La revisión del pacto fiscal tiene que estar necesariamente precedida por una reestructuración de los gastos estatales. De nada servirá construir mejores esquemas de distribución, si los gobiernos estatales no pueden aplicar políticas distintas, enfocadas a disminuir el gasto corriente de las entidades y a evitar el derroche de dinero en lujos innecesarios, para, en su lugar, instalar medidas de austeridad a favor de la sociedad.
Antes de cambiar fórmulas y pactos, los estados deben mostrar que lo que realmente quieren es un federalismo transparente y no uno opaco en el cual el gasto se confunde con el gusto, y los mandatarios electos democráticamente se convierten en virreyes plenipotenciarios. Además, no hay que olvidar que los alcaldes y alcaldesas reclaman a los ejecutivos estatales lo mismo que éstos exigen a la Federación.

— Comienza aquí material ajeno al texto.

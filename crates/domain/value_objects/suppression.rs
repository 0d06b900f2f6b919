use std::collections::HashMap;

use chrono::Duration;

use crate::domain::value_objects::enums::notification_types::NotificationType;

/// Trailing duplicate-suppression window per notification type.
///
/// The windows are deliberately independent per type; there is no rule that
/// derives one from another. A zero window turns suppression off for that
/// type.
#[derive(Debug, Clone, PartialEq, Eq)]
pub struct SuppressionPolicy {
    default_window: Duration,
    overrides: HashMap<NotificationType, Duration>,
}

impl SuppressionPolicy {
    pub fn new(default_window: Duration) -> Self {
        Self {
            default_window,
            overrides: HashMap::new(),
        }
    }

    pub fn with_window(mut self, notification_type: NotificationType, window: Duration) -> Self {
        self.overrides.insert(notification_type, window);
        self
    }

    pub fn window_for(&self, notification_type: NotificationType) -> Duration {
        self.overrides
            .get(&notification_type)
            .copied()
            .unwrap_or(self.default_window)
    }

    pub fn default_window(&self) -> Duration {
        self.default_window
    }
}

impl Default for SuppressionPolicy {
    fn default() -> Self {
        Self::new(Duration::minutes(5))
            .with_window(NotificationType::MemberRegistered, Duration::minutes(5))
            .with_window(NotificationType::SubscriptionCreated, Duration::minutes(10))
            .with_window(NotificationType::SubscriptionActivated, Duration::minutes(10))
            .with_window(NotificationType::SubscriptionPastDue, Duration::minutes(10))
            .with_window(NotificationType::SubscriptionCanceled, Duration::minutes(10))
            .with_window(NotificationType::SubscriptionExpired, Duration::minutes(10))
            .with_window(NotificationType::VideoUploaded, Duration::minutes(2))
            .with_window(NotificationType::VideoReviewed, Duration::minutes(2))
            .with_window(NotificationType::PlanAssigned, Duration::minutes(5))
    }
}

De cierta manera, la pandemia reflejó la necesidad de que el proceso de revisión del pacto fiscal sea escalonado, empezando por la política particular de los estados, para llegar a la generalidad de la Federación. Y mientras el presidente de la República no ha recurrido a la adquisición de ningún endeudamiento y ha priorizado la atención a la población más vulnerable, algunos estados decidieron caer en las fórmulas simples que producen malestar a largo plazo, basadas en rescates millonarios a costa de un endeudamiento irreflexivo, que genera una pesada carga no sólo a la sociedad, sino a las generaciones que están por venir. En este sentido, se debe tener claro que reformar el federalismo para adquirir deuda no puede ser el camino a seguir.
La del federalismo mexicano es una red difícil de construir, pues tiene que resistir el peso de un país de más de 120 millones de habitantes distribuidos en un extenso territorio dividido en 32 realidades diferentes. Afortunadamente, contamos con un presidente que sabe tejer acuerdos y que en las diferencias encuentra coincidencias; en el conflicto, conciliación, y en las exigencias, oportunidades para un futuro mejor.